## What to do
Read through the data and report every line in which the word "never" occurs.

+++ Available records

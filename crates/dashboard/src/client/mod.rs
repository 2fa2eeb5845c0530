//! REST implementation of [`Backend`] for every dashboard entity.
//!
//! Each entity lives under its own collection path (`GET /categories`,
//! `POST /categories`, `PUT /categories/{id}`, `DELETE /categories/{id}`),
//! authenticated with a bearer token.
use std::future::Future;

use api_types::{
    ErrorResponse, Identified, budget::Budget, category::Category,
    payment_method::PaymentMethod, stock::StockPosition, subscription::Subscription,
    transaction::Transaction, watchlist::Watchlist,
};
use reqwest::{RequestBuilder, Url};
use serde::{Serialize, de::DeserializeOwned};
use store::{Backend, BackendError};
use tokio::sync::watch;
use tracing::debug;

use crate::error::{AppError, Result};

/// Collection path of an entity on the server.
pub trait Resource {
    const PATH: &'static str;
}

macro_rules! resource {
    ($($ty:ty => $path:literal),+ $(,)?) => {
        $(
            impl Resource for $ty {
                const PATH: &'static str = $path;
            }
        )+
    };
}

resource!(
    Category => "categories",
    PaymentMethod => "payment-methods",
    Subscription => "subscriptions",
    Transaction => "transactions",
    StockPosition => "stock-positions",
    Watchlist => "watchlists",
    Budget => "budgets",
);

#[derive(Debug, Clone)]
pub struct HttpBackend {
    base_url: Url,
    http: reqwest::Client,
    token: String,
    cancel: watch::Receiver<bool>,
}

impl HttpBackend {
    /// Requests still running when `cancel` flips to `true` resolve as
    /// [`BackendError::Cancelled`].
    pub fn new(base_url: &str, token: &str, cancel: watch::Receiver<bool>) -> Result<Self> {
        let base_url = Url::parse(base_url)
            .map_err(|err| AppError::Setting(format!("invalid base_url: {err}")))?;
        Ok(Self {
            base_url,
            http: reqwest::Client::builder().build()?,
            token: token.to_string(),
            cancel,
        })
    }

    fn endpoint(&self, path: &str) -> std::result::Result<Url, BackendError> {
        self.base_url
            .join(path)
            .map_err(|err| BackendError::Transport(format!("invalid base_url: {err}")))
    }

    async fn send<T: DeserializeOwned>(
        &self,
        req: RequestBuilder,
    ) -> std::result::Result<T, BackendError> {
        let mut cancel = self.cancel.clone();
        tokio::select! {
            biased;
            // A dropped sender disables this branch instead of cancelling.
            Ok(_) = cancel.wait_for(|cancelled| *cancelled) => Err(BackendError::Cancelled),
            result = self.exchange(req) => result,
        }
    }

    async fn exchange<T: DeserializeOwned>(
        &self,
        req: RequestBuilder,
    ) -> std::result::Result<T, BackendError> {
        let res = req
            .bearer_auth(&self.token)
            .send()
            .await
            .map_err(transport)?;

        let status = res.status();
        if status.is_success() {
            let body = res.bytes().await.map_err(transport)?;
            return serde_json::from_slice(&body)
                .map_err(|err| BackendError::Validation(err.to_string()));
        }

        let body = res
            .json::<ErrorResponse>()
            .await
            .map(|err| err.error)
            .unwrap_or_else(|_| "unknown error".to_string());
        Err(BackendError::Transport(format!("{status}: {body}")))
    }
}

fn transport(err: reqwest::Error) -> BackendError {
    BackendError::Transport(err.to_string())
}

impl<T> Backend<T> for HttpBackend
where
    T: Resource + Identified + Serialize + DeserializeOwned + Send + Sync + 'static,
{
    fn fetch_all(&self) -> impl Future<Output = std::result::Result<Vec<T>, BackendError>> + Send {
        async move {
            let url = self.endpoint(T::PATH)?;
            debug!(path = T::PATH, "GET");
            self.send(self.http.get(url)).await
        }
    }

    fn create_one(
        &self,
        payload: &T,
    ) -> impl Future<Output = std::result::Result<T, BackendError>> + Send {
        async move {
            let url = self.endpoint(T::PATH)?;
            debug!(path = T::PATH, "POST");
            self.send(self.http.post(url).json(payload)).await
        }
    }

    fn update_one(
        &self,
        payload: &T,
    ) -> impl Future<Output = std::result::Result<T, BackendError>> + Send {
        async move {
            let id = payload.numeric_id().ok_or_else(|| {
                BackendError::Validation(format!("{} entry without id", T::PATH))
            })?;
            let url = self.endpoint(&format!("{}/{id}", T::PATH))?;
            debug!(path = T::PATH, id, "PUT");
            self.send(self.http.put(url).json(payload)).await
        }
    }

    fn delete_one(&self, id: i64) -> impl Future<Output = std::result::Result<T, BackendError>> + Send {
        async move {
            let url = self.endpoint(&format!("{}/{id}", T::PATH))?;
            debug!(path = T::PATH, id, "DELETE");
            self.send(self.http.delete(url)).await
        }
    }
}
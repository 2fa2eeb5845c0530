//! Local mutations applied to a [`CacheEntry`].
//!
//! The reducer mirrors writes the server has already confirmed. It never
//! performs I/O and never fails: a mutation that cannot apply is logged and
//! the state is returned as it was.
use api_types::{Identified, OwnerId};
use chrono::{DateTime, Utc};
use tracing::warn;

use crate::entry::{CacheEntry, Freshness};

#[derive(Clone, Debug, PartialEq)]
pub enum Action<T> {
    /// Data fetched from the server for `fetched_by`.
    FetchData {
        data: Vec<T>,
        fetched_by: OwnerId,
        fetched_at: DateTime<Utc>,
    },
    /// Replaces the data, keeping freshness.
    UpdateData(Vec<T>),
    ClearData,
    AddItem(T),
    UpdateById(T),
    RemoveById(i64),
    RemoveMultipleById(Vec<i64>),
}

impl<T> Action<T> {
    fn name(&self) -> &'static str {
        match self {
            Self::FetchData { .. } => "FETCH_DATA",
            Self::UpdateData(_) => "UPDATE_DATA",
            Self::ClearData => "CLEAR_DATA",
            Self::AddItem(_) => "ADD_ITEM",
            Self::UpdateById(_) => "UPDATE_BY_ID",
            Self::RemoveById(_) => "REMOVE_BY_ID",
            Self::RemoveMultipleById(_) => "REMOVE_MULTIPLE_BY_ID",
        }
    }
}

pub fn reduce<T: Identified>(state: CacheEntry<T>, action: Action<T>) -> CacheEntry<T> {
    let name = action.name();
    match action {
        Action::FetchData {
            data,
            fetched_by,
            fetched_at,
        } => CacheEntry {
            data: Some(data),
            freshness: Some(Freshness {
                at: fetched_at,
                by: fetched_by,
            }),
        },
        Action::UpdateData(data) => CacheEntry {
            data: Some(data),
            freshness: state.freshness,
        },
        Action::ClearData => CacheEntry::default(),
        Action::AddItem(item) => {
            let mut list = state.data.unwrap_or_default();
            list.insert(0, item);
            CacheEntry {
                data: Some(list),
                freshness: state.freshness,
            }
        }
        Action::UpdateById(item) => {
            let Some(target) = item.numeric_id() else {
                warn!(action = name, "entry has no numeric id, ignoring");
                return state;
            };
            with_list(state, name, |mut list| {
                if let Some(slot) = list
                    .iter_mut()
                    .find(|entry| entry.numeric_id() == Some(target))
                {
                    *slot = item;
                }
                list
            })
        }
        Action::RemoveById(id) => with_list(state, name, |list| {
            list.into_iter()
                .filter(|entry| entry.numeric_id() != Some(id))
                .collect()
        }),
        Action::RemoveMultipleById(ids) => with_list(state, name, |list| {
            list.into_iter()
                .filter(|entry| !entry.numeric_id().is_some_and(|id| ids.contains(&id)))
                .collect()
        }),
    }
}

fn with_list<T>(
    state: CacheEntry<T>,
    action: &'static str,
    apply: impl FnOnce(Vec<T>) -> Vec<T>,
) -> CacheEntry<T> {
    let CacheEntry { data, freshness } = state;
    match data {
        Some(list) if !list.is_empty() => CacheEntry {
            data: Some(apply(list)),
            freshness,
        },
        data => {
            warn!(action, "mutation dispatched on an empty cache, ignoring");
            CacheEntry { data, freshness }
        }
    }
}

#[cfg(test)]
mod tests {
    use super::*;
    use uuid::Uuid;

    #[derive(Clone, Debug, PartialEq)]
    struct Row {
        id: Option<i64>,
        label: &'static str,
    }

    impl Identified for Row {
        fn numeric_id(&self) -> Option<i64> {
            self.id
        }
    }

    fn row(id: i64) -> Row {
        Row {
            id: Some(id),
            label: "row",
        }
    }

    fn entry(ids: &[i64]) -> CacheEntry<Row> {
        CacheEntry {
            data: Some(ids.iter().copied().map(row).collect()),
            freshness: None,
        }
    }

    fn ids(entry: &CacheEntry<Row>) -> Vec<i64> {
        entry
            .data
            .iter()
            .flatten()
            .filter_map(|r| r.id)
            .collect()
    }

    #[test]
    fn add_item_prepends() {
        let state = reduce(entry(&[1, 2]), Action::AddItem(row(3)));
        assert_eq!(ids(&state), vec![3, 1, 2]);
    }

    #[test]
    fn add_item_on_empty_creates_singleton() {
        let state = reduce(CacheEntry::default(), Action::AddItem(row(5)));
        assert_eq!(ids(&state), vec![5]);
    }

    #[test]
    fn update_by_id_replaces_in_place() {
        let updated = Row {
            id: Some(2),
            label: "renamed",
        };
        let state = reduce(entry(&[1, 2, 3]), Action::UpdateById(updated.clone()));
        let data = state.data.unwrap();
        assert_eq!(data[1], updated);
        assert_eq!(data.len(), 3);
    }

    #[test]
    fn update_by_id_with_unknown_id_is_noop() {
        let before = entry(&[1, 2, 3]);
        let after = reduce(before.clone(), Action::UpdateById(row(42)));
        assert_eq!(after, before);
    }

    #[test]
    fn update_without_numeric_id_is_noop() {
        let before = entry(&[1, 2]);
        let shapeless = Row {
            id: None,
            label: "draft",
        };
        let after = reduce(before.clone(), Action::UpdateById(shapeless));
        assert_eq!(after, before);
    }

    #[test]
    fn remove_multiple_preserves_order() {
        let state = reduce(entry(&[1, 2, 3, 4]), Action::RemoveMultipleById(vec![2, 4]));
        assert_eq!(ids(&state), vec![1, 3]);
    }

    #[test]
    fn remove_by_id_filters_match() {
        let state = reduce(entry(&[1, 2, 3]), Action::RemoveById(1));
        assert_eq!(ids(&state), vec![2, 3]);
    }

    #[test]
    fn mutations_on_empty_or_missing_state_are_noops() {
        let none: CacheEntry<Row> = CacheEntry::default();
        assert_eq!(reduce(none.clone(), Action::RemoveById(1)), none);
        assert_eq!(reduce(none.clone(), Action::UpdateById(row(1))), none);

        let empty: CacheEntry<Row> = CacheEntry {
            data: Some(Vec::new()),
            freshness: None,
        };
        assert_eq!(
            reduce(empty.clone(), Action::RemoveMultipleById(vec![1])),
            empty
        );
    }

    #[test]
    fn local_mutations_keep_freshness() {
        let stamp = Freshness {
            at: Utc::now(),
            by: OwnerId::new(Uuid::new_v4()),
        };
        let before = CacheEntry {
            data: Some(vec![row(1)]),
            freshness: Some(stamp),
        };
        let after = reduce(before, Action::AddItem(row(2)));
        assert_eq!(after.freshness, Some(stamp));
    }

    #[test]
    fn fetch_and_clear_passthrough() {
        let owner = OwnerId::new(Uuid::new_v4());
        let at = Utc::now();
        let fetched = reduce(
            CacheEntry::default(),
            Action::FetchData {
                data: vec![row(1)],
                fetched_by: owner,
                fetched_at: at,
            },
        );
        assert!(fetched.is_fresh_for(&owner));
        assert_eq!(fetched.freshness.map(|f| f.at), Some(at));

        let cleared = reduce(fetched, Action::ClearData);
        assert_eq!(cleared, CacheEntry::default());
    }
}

++++++

## Completed task
//! The reducer mirrors writes the server has already confirmed. It never
//! performs I/O and never fails: a mutation that cannot apply is logged and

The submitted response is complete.